Task goal → Your answer should repeat every line of the records below in which the word "matches" appears.

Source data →
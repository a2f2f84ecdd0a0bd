//! Liveness handler.

use axum::{extract::State, Json};

use crate::state::AppState;
use crate::types::HealthResponse;

/// GET /api/health and GET /api/bot
pub async fn health(State(state): State<AppState>) -> Json<HealthResponse> {
    Json(HealthResponse {
        status: "alive".to_string(),
        version: env!("CARGO_PKG_VERSION").to_string(),
        uptime_seconds: state.config.uptime_seconds(),
    })
}

#[cfg(test)]
mod tests {
    use super::*;
    use crate::test_support::make_test_state;

    #[tokio::test]
    async fn test_health_handler() {
        let state = make_test_state("http://127.0.0.1:9/", Some(1));
        let response = health(State(state)).await;

        assert_eq!(response.status, "alive");
        assert!(!response.version.is_empty());
    }
}
//! Application state shared across handlers.

use std::sync::Arc;

use leadbot_persistence::LeadStore;
use leadbot_telegram::{LeadRouter, Notifier};

use crate::config::ApiConfig;

#[derive(Clone)]
pub struct AppState {
    pub config: Arc<ApiConfig>,
    pub store: Arc<dyn LeadStore>,
    /// Sends new-lead cards to the operator chat.
    pub notifier: Arc<Notifier>,
    /// Handles webhook updates.
    pub router: Arc<LeadRouter>,
}

impl AppState {
    pub fn new(config: ApiConfig, store: Arc<dyn LeadStore>, notifier: Notifier, router: Arc<LeadRouter>) -> Self {
        Self {
            config: Arc::new(config),
            store,
            notifier: Arc::new(notifier),
            router,
        }
    }
}
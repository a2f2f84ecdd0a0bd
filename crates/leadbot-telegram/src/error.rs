//! Error types for the Telegram side of the lead workflow.

use std::path::PathBuf;

use leadbot_persistence::StoreError;
use thiserror::Error;

/// Failure to obtain the bot token.
#[derive(Debug, Error)]
pub enum CredentialError {
    /// Neither a plaintext token nor a ciphertext + passphrase pair is configured.
    #[error("bot token not configured: set TG_BOT_TOKEN, or ENCRYPTED_TG_TOKEN (or a token file) together with ENCRYPT_PW")]
    Missing,

    /// The stored ciphertext is not `IV:TAG:CIPHERTEXT` with valid base64 segments.
    #[error("invalid encrypted token format: {0}")]
    Malformed(String),

    /// Wrong passphrase or tampered/truncated ciphertext.
    #[error("failed to decrypt token: authentication failed")]
    Authentication,

    #[error("failed to encrypt token")]
    Encryption,

    #[error("failed to read token file {path}: {source}")]
    Io {
        path: PathBuf,
        #[source]
        source: std::io::Error,
    },
}

/// Failure talking to the Bot API.
#[derive(Debug, Error)]
pub enum TransportError {
    #[error(transparent)]
    Credential(#[from] CredentialError),

    /// No operator chat configured for lead notifications.
    #[error("operator chat id not configured: set TG_CHAT_ID")]
    MissingChatId,

    #[error("Telegram request failed: {0}")]
    Request(String),

    /// The Bot API answered with a non-success status.
    #[error("Telegram rejected request ({status}): {body}")]
    Rejected { status: u16, body: String },
}

impl TransportError {
    /// Whether the failure comes from missing or broken configuration rather
    /// than from the remote side.
    pub fn is_configuration(&self) -> bool {
        matches!(
            self,
            TransportError::Credential(_) | TransportError::MissingChatId
        )
    }
}

impl From<teloxide::RequestError> for TransportError {
    fn from(e: teloxide::RequestError) -> Self {
        TransportError::Request(e.to_string())
    }
}

impl From<reqwest::Error> for TransportError {
    fn from(e: reqwest::Error) -> Self {
        // The request URL embeds the bot token.
        TransportError::Request(e.without_url().to_string())
    }
}

/// Failure of a workflow step triggered from chat.
#[derive(Debug, Error)]
pub enum WorkflowError {
    #[error(transparent)]
    Store(#[from] StoreError),

    #[error(transparent)]
    Transport(#[from] TransportError),
}

/// Callback payload that cannot be decoded. Indicates stale or foreign UI.
#[derive(Debug, Clone, PartialEq, Eq, Error)]
pub enum CallbackError {
    #[error("callback payload {0:?} has no lead id")]
    MissingId(String),

    #[error("callback lead id {0:?} is not an integer")]
    InvalidId(String),

    #[error("unknown callback action {0:?}")]
    UnknownAction(String),

    #[error("unknown status {0:?} in callback payload")]
    UnknownStatus(String),
}

/// Result type for Telegram transport operations.
pub type Result<T> = std::result::Result<T, TransportError>;
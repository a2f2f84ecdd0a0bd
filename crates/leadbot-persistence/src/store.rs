//! The lead store interface.

use std::collections::BTreeMap;

use async_trait::async_trait;
use leadbot_models::{Lead, LeadFilter, LeadId, LeadStatus, NewLead, SortOrder};

use crate::error::Result;

/// Persistent collection of leads.
///
/// Every method is a single-record atomic operation; no multi-record
/// transactions are offered. Concurrent writers to the same lead race and the
/// last write wins.
#[async_trait]
pub trait LeadStore: Send + Sync {
    /// Persists a new lead with status `new` and a fresh id.
    async fn create(&self, fields: NewLead) -> Result<Lead>;

    async fn find_by_id(&self, id: LeadId) -> Result<Option<Lead>>;

    /// Returns up to `limit` matching leads ordered by creation time.
    async fn find_many(&self, filter: &LeadFilter, order: SortOrder, limit: usize) -> Result<Vec<Lead>>;

    /// Sets the status and returns the updated record.
    async fn update_status(&self, id: LeadId, status: LeadStatus) -> Result<Lead>;

    /// Replaces the note and returns the updated record.
    async fn update_notes(&self, id: LeadId, notes: &str) -> Result<Lead>;

    /// Hard-deletes the record. Fails with `NotFound` if it is already gone.
    async fn delete(&self, id: LeadId) -> Result<()>;

    async fn count(&self, filter: Option<&LeadFilter>) -> Result<usize>;

    /// Counts leads per status; statuses with no leads are absent.
    async fn group_count_by_status(&self) -> Result<BTreeMap<LeadStatus, usize>>;
}
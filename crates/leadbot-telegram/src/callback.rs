//! Inline button payloads.
//!
//! Button presses arrive as `action_id_value...`. The first two segments are
//! fixed; everything after the second `_` is the value, so status tokens that
//! themselves contain `_` (like `in_work`) survive the split.

use std::fmt;

use leadbot_models::{LeadId, LeadStatus};

use crate::error::CallbackError;

/// Raw `action_id_value` triple.
#[derive(Debug, Clone, PartialEq, Eq)]
pub struct CallbackData {
    pub action: String,
    pub id: LeadId,
    pub value: String,
}

impl CallbackData {
    /// Splits a payload. A missing id segment or a non-integer id is an error;
    /// a missing value yields `""`.
    pub fn parse(data: &str) -> Result<Self, CallbackError> {
        let mut parts = data.splitn(3, '_');
        let action = parts.next().unwrap_or_default();
        let id = parts
            .next()
            .filter(|s| !s.is_empty())
            .ok_or_else(|| CallbackError::MissingId(data.to_string()))?;
        let id = id
            .parse::<i64>()
            .map(LeadId)
            .map_err(|_| CallbackError::InvalidId(id.to_string()))?;
        let value = parts.next().unwrap_or_default();

        Ok(Self {
            action: action.to_string(),
            id,
            value: value.to_string(),
        })
    }
}

/// A decoded operator action on one lead.
#[derive(Debug, Clone, Copy, PartialEq, Eq)]
pub enum LeadAction {
    SetStatus { id: LeadId, status: LeadStatus },
    Delete { id: LeadId },
    AddNote { id: LeadId },
}

impl LeadAction {
    /// Parses and decodes a button payload in one step.
    pub fn decode(data: &str) -> Result<Self, CallbackError> {
        CallbackData::parse(data)?.try_into()
    }

    pub fn lead_id(&self) -> LeadId {
        match *self {
            LeadAction::SetStatus { id, .. } | LeadAction::Delete { id } | LeadAction::AddNote { id } => id,
        }
    }
}

impl TryFrom<CallbackData> for LeadAction {
    type Error = CallbackError;

    fn try_from(data: CallbackData) -> Result<Self, Self::Error> {
        match data.action.as_str() {
            "status" => {
                let status = data
                    .value
                    .parse::<LeadStatus>()
                    .map_err(|e| CallbackError::UnknownStatus(e.0))?;
                Ok(LeadAction::SetStatus { id: data.id, status })
            }
            "delete" => Ok(LeadAction::Delete { id: data.id }),
            "note" => Ok(LeadAction::AddNote { id: data.id }),
            other => Err(CallbackError::UnknownAction(other.to_string())),
        }
    }
}

/// Encodes the payload placed on a button.
impl fmt::Display for LeadAction {
    fn fmt(&self, f: &mut fmt::Formatter<'_>) -> fmt::Result {
        match self {
            LeadAction::SetStatus { id, status } => write!(f, "status_{}_{}", id, status.as_str()),
            LeadAction::Delete { id } => write!(f, "delete_{}", id),
            LeadAction::AddNote { id } => write!(f, "note_{}", id),
        }
    }
}

#[cfg(test)]
mod tests {
    use super::*;

    #[test]
    fn test_value_keeps_underscores() {
        let data = CallbackData::parse("status_42_in_work").unwrap();
        assert_eq!(data.action, "status");
        assert_eq!(data.id, LeadId(42));
        assert_eq!(data.value, "in_work");
    }

    #[test]
    fn test_trailing_separator_gives_empty_value() {
        let data = CallbackData::parse("status_42_").unwrap();
        assert_eq!(data.value, "");
        assert_eq!(
            LeadAction::try_from(data),
            Err(CallbackError::UnknownStatus(String::new()))
        );
    }

    #[test]
    fn test_missing_or_bad_id() {
        assert!(matches!(CallbackData::parse("delete"), Err(CallbackError::MissingId(_))));
        assert!(matches!(CallbackData::parse("delete_"), Err(CallbackError::MissingId(_))));
        assert_eq!(
            CallbackData::parse("delete_abc"),
            Err(CallbackError::InvalidId("abc".to_string()))
        );
    }

    #[test]
    fn test_decode_actions() {
        assert_eq!(
            LeadAction::decode("status_7_done").unwrap(),
            LeadAction::SetStatus { id: LeadId(7), status: LeadStatus::Done }
        );
        assert_eq!(LeadAction::decode("delete_7").unwrap(), LeadAction::Delete { id: LeadId(7) });
        assert_eq!(LeadAction::decode("note_7").unwrap(), LeadAction::AddNote { id: LeadId(7) });
        assert_eq!(
            LeadAction::decode("archive_7"),
            Err(CallbackError::UnknownAction("archive".to_string()))
        );
        assert_eq!(
            LeadAction::decode("status_7_closed"),
            Err(CallbackError::UnknownStatus("closed".to_string()))
        );
    }

    #[test]
    fn test_encoding_decodes_back() {
        let actions = [
            LeadAction::SetStatus { id: LeadId(3), status: LeadStatus::InWork },
            LeadAction::Delete { id: LeadId(3) },
            LeadAction::AddNote { id: LeadId(3) },
        ];
        for action in actions {
            assert_eq!(LeadAction::decode(&action.to_string()).unwrap(), action);
        }
        assert_eq!(actions[0].to_string(), "status_3_in_work");
    }
}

Exercise solution →
        matches!(
        assert!(matches!(CallbackData::parse("delete"), Err(CallbackError::MissingId(_))));
        assert!(matches!(CallbackData::parse("delete_"), Err(CallbackError::MissingId(_))));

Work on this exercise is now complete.